//! SQL batch request encoding and the ALL_HEADERS prefix shared by batch,
//! RPC and bulk load requests.

use bytes::{Buf, BufMut, Bytes, BytesMut};

use crate::codec::{decode_utf16_bytes, ensure, write_utf16_string};
use crate::error::ProtocolError;

/// Size of an ALL_HEADERS block carrying only a transaction descriptor.
pub const ALL_HEADERS_LEN: usize = 22;

const TRANSACTION_DESCRIPTOR_HEADER: u16 = 0x0002;

/// Write ALL_HEADERS with a transaction descriptor header.
///
/// `transaction_descriptor` is 0 in auto-commit mode, otherwise the value
/// reported by the BeginTransaction ENVCHANGE.
pub fn write_all_headers(dst: &mut impl BufMut, transaction_descriptor: u64) {
    dst.put_u32_le(ALL_HEADERS_LEN as u32);
    dst.put_u32_le(18);
    dst.put_u16_le(TRANSACTION_DESCRIPTOR_HEADER);
    dst.put_u64_le(transaction_descriptor);
    // outstanding request count; always 1 without MARS
    dst.put_u32_le(1);
}

/// Read ALL_HEADERS, returning the transaction descriptor if one is present.
pub fn read_all_headers(src: &mut impl Buf) -> Result<Option<u64>, ProtocolError> {
    ensure(src, 4)?;
    let total = src.get_u32_le() as usize;
    if total < 4 {
        return Err(ProtocolError::InvalidLength {
            context: "ALL_HEADERS",
            length: total,
        });
    }
    ensure(src, total - 4)?;
    let mut headers = src.copy_to_bytes(total - 4);
    let mut descriptor = None;
    while headers.has_remaining() {
        ensure(&headers, 6)?;
        let len = headers.get_u32_le() as usize;
        let kind = headers.get_u16_le();
        let body_len = len.checked_sub(6).ok_or(ProtocolError::InvalidLength {
            context: "ALL_HEADERS entry",
            length: len,
        })?;
        ensure(&headers, body_len)?;
        let mut body = headers.split_to(body_len);
        if kind == TRANSACTION_DESCRIPTOR_HEADER && body.remaining() >= 8 {
            descriptor = Some(body.get_u64_le());
        }
    }
    Ok(descriptor)
}

/// Encode a SQL batch payload: ALL_HEADERS followed by UTF-16LE text.
#[must_use]
pub fn encode_sql_batch(sql: &str, transaction_descriptor: u64) -> Bytes {
    let mut buf = BytesMut::with_capacity(ALL_HEADERS_LEN + sql.len() * 2);
    write_all_headers(&mut buf, transaction_descriptor);
    write_utf16_string(&mut buf, sql);
    buf.freeze()
}

/// Decode a SQL batch payload into its transaction descriptor and text.
pub fn decode_sql_batch(payload: &[u8]) -> Result<(u64, String), ProtocolError> {
    let mut src = payload;
    let descriptor = read_all_headers(&mut src)?.unwrap_or(0);
    Ok((descriptor, decode_utf16_bytes(src)?))
}

#[cfg(test)]
#[allow(clippy::unwrap_used)]
mod tests {
    use super::*;

    #[test]
    fn test_all_headers_layout() {
        let payload = encode_sql_batch("SELECT 1", 0x1234_5678_9ABC_DEF0);
        assert_eq!(&payload[0..4], &[22, 0, 0, 0]);
        assert_eq!(&payload[4..8], &[18, 0, 0, 0]);
        assert_eq!(&payload[8..10], &[2, 0]);
        assert_eq!(
            u64::from_le_bytes(payload[10..18].try_into().unwrap()),
            0x1234_5678_9ABC_DEF0
        );
        assert_eq!(&payload[18..22], &[1, 0, 0, 0]);
        assert_eq!(payload.len(), 22 + 16);
    }

    #[test]
    fn test_decode_roundtrip() {
        let payload = encode_sql_batch("select N'é'", 7);
        let (descriptor, sql) = decode_sql_batch(&payload).unwrap();
        assert_eq!(descriptor, 7);
        assert_eq!(sql, "select N'é'");
    }

    #[test]
    fn test_bad_header_length() {
        let raw = [2u8, 0, 0, 0];
        assert!(decode_sql_batch(&raw).is_err());
    }
}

- - -

Could you return, word for word, only the lines running from the first line of the material above to the line that contains "one is present.", inclusive?

//! SQL batch request encoding and the ALL_HEADERS prefix shared by batch,
//! RPC and bulk load requests.

use bytes::{Buf, BufMut, Bytes, BytesMut};

use crate::codec::{decode_utf16_bytes, ensure, write_utf16_string};
use crate::error::ProtocolError;

/// Size of an ALL_HEADERS block carrying only a transaction descriptor.
pub const ALL_HEADERS_LEN: usize = 22;

const TRANSACTION_DESCRIPTOR_HEADER: u16 = 0x0002;

/// Write ALL_HEADERS with a transaction descriptor header.
///
/// `transaction_descriptor` is 0 in auto-commit mode, otherwise the value
/// reported by the BeginTransaction ENVCHANGE.
pub fn write_all_headers(dst: &mut impl BufMut, transaction_descriptor: u64) {
    dst.put_u32_le(ALL_HEADERS_LEN as u32);
    dst.put_u32_le(18);
    dst.put_u16_le(TRANSACTION_DESCRIPTOR_HEADER);
    dst.put_u64_le(transaction_descriptor);
    // outstanding request count; always 1 without MARS
    dst.put_u32_le(1);
}

/// Read ALL_HEADERS, returning the transaction descriptor if one is present.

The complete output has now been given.